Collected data
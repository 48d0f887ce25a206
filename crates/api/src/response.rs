//! API response types.

use axum::{
    Json,
    http::{StatusCode, header},
    response::{IntoResponse, Response},
};
use serde::Serialize;
use webui_remote::{Instance, Status, Timeline};

/// One page of the home timeline, as sent to the browser.
#[derive(Debug, Serialize)]
pub struct TimelineResponse {
    /// Instance the session belongs to.
    pub server: Instance,
    /// Statuses in the order the instance returned them.
    pub statuses: Vec<Status>,
    /// Cursor for older statuses.
    pub next: Option<String>,
    /// Cursor for newer statuses.
    pub prev: Option<String>,
}

impl TimelineResponse {
    /// Build the response for `server` from a fetched page.
    #[must_use]
    pub fn new(server: Instance, timeline: Timeline) -> Self {
        let next = timeline.next.clone();
        let prev = timeline.prev.clone();
        Self {
            server,
            statuses: timeline.into_iter().collect(),
            next,
            prev,
        }
    }
}

impl IntoResponse for TimelineResponse {
    fn into_response(self) -> Response {
        Json(self).into_response()
    }
}

/// Signals that the browser must submit an instance first.
#[derive(Debug, Serialize)]
pub struct NeedInstance {
    state: &'static str,
}

impl Default for NeedInstance {
    fn default() -> Self {
        Self {
            state: "need_instance",
        }
    }
}

impl IntoResponse for NeedInstance {
    fn into_response(self) -> Response {
        Json(self).into_response()
    }
}

/// `302 Found` to `location`.
#[must_use]
pub fn found(location: &str) -> Response {
    (StatusCode::FOUND, [(header::LOCATION, location.to_string())]).into_response()
}
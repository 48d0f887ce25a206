//! Common utilities and shared types for gotosocial-webui.
//!
//! This crate provides foundational components used across all crates:
//!
//! - **Configuration**: Application settings via [`Config`]
//! - **Error handling**: Unified error types via [`AppError`] and [`AppResult`]
//!
//! # Example
//!
//! ```no_run
//! use webui_common::{AppResult, Config};
//!
//! fn example() -> AppResult<()> {
//!     let config = Config::load()?;
//!     println!("Redirect URI: {}", config.redirect_uri());
//!     Ok(())
//! }
//! ```

pub mod config;
pub mod error;

pub use config::Config;
pub use error::{AppError, AppResult};
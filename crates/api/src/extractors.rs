//! Request extractors.

use axum::{
    Json,
    extract::{FromRequest, FromRequestParts, Request},
    http::request::Parts,
};
use serde::de::DeserializeOwned;
use validator::Validate;
use webui_common::AppError;
use webui_core::Session;

/// Authenticated session extractor.
#[derive(Debug, Clone)]
pub struct AuthSession(pub Session);

impl<S> FromRequestParts<S> for AuthSession
where
    S: Send + Sync,
{
    type Rejection = AppError;

    async fn from_request_parts(parts: &mut Parts, _state: &S) -> Result<Self, Self::Rejection> {
        // Set by the session middleware
        parts
            .extensions
            .get::<Session>()
            .cloned()
            .map(AuthSession)
            .ok_or(AppError::Unauthenticated)
    }
}

/// Optional session extractor.
#[derive(Debug, Clone)]
pub struct MaybeSession(pub Option<Session>);

impl<S> FromRequestParts<S> for MaybeSession
where
    S: Send + Sync,
{
    type Rejection = AppError;

    async fn from_request_parts(parts: &mut Parts, _state: &S) -> Result<Self, Self::Rejection> {
        Ok(Self(parts.extensions.get::<Session>().cloned()))
    }
}

/// JSON body that has passed validation.
#[derive(Debug, Clone)]
pub struct ValidatedJson<T>(pub T);

impl<T, S> FromRequest<S> for ValidatedJson<T>
where
    T: DeserializeOwned + Validate,
    S: Send + Sync,
{
    type Rejection = AppError;

    async fn from_request(req: Request, state: &S) -> Result<Self, Self::Rejection> {
        let Json(value) = Json::<T>::from_request(req, state)
            .await
            .map_err(|rejection| AppError::BadRequest(rejection.body_text()))?;
        value.validate()?;
        Ok(Self(value))
    }
}
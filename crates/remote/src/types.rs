//! Mastodon API data types.
//!
//! Only the fields this service reads are modelled. Unknown fields are
//! ignored and missing optional fields fall back to defaults, since
//! Mastodon, GoToSocial and friends differ in what they send.

#![allow(missing_docs)]

use chrono::{DateTime, Utc};
use serde::{Deserialize, Serialize};
use url::Url;

use crate::instance::Instance;

/// Parameters sent when registering a client application.
#[derive(Debug, Clone, PartialEq, Eq)]
pub struct AppRegistration {
    /// Client name shown to the user on the authorization page.
    pub client_name: String,
    /// Redirect URI, byte-for-byte identical at registration and exchange.
    pub redirect_uri: String,
    /// Space-separated scopes.
    pub scopes: String,
    /// Optional website of the client.
    pub website: Option<String>,
}

/// A client application registered with one instance.
#[derive(Debug, Clone, PartialEq, Eq)]
pub struct Application {
    /// Instance the application was registered with.
    pub instance: Instance,
    /// OAuth client id.
    pub client_id: String,
    /// OAuth client secret.
    pub client_secret: String,
    /// Redirect URI the application was registered with.
    pub redirect_uri: String,
    /// Granted scopes.
    pub scopes: String,
    /// Authorization endpoint, parameterised with this client.
    pub authorization_url: Url,
}

impl Application {
    /// Build an application from a registration response.
    pub fn from_registered(
        instance: Instance,
        registered: RegisteredApp,
        registration: &AppRegistration,
    ) -> Result<Self, url::ParseError> {
        let redirect_uri = registered
            .redirect_uri
            .filter(|uri| !uri.is_empty())
            .unwrap_or_else(|| registration.redirect_uri.clone());
        let authorization_url = authorization_url(
            &instance,
            &registered.client_id,
            &redirect_uri,
            &registration.scopes,
        )?;

        Ok(Self {
            instance,
            client_id: registered.client_id,
            client_secret: registered.client_secret,
            redirect_uri,
            scopes: registration.scopes.clone(),
            authorization_url,
        })
    }

    /// Authorization URL carrying a per-interaction `state` value.
    #[must_use]
    pub fn authorization_url_with_state(&self, state: &str) -> Url {
        let mut url = self.authorization_url.clone();
        url.query_pairs_mut().append_pair("state", state);
        url
    }
}

/// Build the `/oauth/authorize` URL for a client.
pub fn authorization_url(
    instance: &Instance,
    client_id: &str,
    redirect_uri: &str,
    scopes: &str,
) -> Result<Url, url::ParseError> {
    let mut url = instance.endpoint(&["oauth", "authorize"])?;
    url.query_pairs_mut()
        .append_pair("client_id", client_id)
        .append_pair("redirect_uri", redirect_uri)
        .append_pair("response_type", "code")
        .append_pair("scope", scopes);
    Ok(url)
}

/// Response of `POST /api/v1/apps`.
#[derive(Debug, Clone, Deserialize)]
pub struct RegisteredApp {
    pub client_id: String,
    pub client_secret: String,
    #[serde(default)]
    pub redirect_uri: Option<String>,
}

/// Response of `POST /oauth/token`.
#[derive(Debug, Clone, Deserialize)]
pub struct AccessToken {
    pub access_token: String,
    #[serde(default)]
    pub token_type: Option<String>,
    #[serde(default)]
    pub scope: Option<String>,
}

/// Post visibility.
#[derive(Debug, Clone, Copy, PartialEq, Eq, Default, Serialize, Deserialize)]
#[serde(rename_all = "lowercase")]
pub enum Visibility {
    #[default]
    Public,
    Unlisted,
    Private,
    Direct,
}

impl Visibility {
    #[must_use]
    pub const fn as_str(self) -> &'static str {
        match self {
            Self::Public => "public",
            Self::Unlisted => "unlisted",
            Self::Private => "private",
            Self::Direct => "direct",
        }
    }
}

/// Body of `POST /api/v1/statuses`.
#[derive(Debug, Clone, PartialEq, Eq, Serialize)]
pub struct NewStatus {
    pub status: String,
    #[serde(skip_serializing_if = "Option::is_none")]
    pub in_reply_to_id: Option<String>,
    pub visibility: Visibility,
}

impl NewStatus {
    /// A public reply to `in_reply_to_id`.
    #[must_use]
    pub fn public_reply(in_reply_to_id: impl Into<String>, text: impl Into<String>) -> Self {
        Self {
            status: text.into(),
            in_reply_to_id: Some(in_reply_to_id.into()),
            visibility: Visibility::Public,
        }
    }
}

/// Account that authored a status.
#[derive(Debug, Clone, Default, PartialEq, Eq, Serialize, Deserialize)]
pub struct Account {
    #[serde(default)]
    pub id: String,
    #[serde(default)]
    pub username: String,
    #[serde(default)]
    pub acct: String,
    #[serde(default)]
    pub display_name: String,
    #[serde(default)]
    pub avatar: String,
    #[serde(default)]
    pub url: Option<String>,
}

/// Media attached to a status.
#[derive(Debug, Clone, Default, PartialEq, Eq, Serialize, Deserialize)]
pub struct MediaAttachment {
    #[serde(default)]
    pub id: String,
    #[serde(rename = "type", default)]
    pub media_type: String,
    #[serde(default)]
    pub url: Option<String>,
    #[serde(default)]
    pub preview_url: Option<String>,
    #[serde(default)]
    pub description: Option<String>,
}

/// A status (post) as delivered by the remote API.
///
/// `content` is remote HTML and is passed through untouched.
#[derive(Debug, Clone, Default, PartialEq, Serialize, Deserialize)]
pub struct Status {
    pub id: String,
    #[serde(default)]
    pub created_at: Option<DateTime<Utc>>,
    #[serde(default)]
    pub account: Account,
    #[serde(default)]
    pub content: String,
    #[serde(default)]
    pub spoiler_text: String,
    #[serde(default)]
    pub sensitive: bool,
    /// Kept as sent: servers extend the set (`local`, `list`, `mutuals_only`).
    #[serde(default)]
    pub visibility: Option<String>,
    #[serde(default)]
    pub url: Option<String>,
    #[serde(default)]
    pub in_reply_to_id: Option<String>,
    #[serde(default)]
    pub media_attachments: Vec<MediaAttachment>,
    #[serde(default)]
    pub reblog: Option<Box<Status>>,
    #[serde(default)]
    pub replies_count: u64,
    #[serde(default)]
    pub reblogs_count: u64,
    #[serde(default)]
    pub favourites_count: u64,
    #[serde(default)]
    pub favourited: Option<bool>,
    #[serde(default)]
    pub reblogged: Option<bool>,
}

/// Opaque pagination tokens for the home timeline.
#[derive(Debug, Clone, Default, PartialEq, Eq, Serialize, Deserialize)]
pub struct TimelinePage {
    #[serde(default, skip_serializing_if = "Option::is_none")]
    pub max_id: Option<String>,
    #[serde(default, skip_serializing_if = "Option::is_none")]
    pub since_id: Option<String>,
    #[serde(default, skip_serializing_if = "Option::is_none")]
    pub min_id: Option<String>,
    #[serde(default, skip_serializing_if = "Option::is_none")]
    pub limit: Option<u32>,
}

/// One fetch of the home timeline.
///
/// Statuses keep the order the remote delivered them in. The value is
/// consumed when iterated; fetch again for a fresh page.
#[derive(Debug)]
pub struct Timeline {
    statuses: Vec<Status>,
    /// `max_id` for the next (older) page, if the remote advertised one.
    pub next: Option<String>,
    /// `min_id` for the previous (newer) page, if the remote advertised one.
    pub prev: Option<String>,
}

impl Timeline {
    /// Create a timeline page.
    #[must_use]
    pub const fn new(statuses: Vec<Status>, next: Option<String>, prev: Option<String>) -> Self {
        Self {
            statuses,
            next,
            prev,
        }
    }

    /// Build a page from statuses and a raw `Link` header value.
    #[must_use]
    pub fn from_link_header(statuses: Vec<Status>, link: Option<&str>) -> Self {
        let (next, prev) = link.map(parse_link_header).unwrap_or_default();
        Self::new(statuses, next, prev)
    }

    /// Number of statuses in this page.
    #[must_use]
    pub fn len(&self) -> usize {
        self.statuses.len()
    }

    /// Whether the page is empty.
    #[must_use]
    pub fn is_empty(&self) -> bool {
        self.statuses.is_empty()
    }
}

impl IntoIterator for Timeline {
    type Item = Status;
    type IntoIter = std::vec::IntoIter<Status>;

    fn into_iter(self) -> Self::IntoIter {
        self.statuses.into_iter()
    }
}

/// Extract `(next max_id, prev min_id)` from a Mastodon `Link` header.
fn parse_link_header(header: &str) -> (Option<String>, Option<String>) {
    let mut next = None;
    let mut prev = None;

    for part in header.split(',') {
        let mut pieces = part.split(';');
        let Some(target) = pieces.next() else {
            continue;
        };
        let target = target.trim().trim_start_matches('<').trim_end_matches('>');
        let Ok(url) = Url::parse(target) else {
            continue;
        };
        let rel = pieces
            .filter_map(|p| p.trim().strip_prefix("rel="))
            .map(|r| r.trim_matches('"'))
            .next();

        let find = |key: &str| {
            url.query_pairs()
                .find(|(k, _)| k == key)
                .map(|(_, v)| v.into_owned())
        };

        match rel {
            Some("next") => next = find("max_id"),
            Some("prev") => prev = find("min_id").or_else(|| find("since_id")),
            _ => {}
        }
    }

    (next, prev)
}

[EXERCISE GOAL] Starting at the first line of the data above, please restate word for word every line up to and including the one that holds "let prev = timeline.prev.clone();", and add nothing else.

[OUTPUT OF THE TASK]
repository 48d0f887ce25a206
filename crates/api/src/response.rs
//! API response types.

use axum::{
    Json,
    http::{StatusCode, header},
    response::{IntoResponse, Response},
};
use serde::Serialize;
use webui_remote::{Instance, Status, Timeline};

/// One page of the home timeline, as sent to the browser.
#[derive(Debug, Serialize)]
pub struct TimelineResponse {
    /// Instance the session belongs to.
    pub server: Instance,
    /// Statuses in the order the instance returned them.
    pub statuses: Vec<Status>,
    /// Cursor for older statuses.
    pub next: Option<String>,
    /// Cursor for newer statuses.
    pub prev: Option<String>,
}

impl TimelineResponse {
    /// Build the response for `server` from a fetched page.
    #[must_use]
    pub fn new(server: Instance, timeline: Timeline) -> Self {
        let next = timeline.next.clone();
        let prev = timeline.prev.clone();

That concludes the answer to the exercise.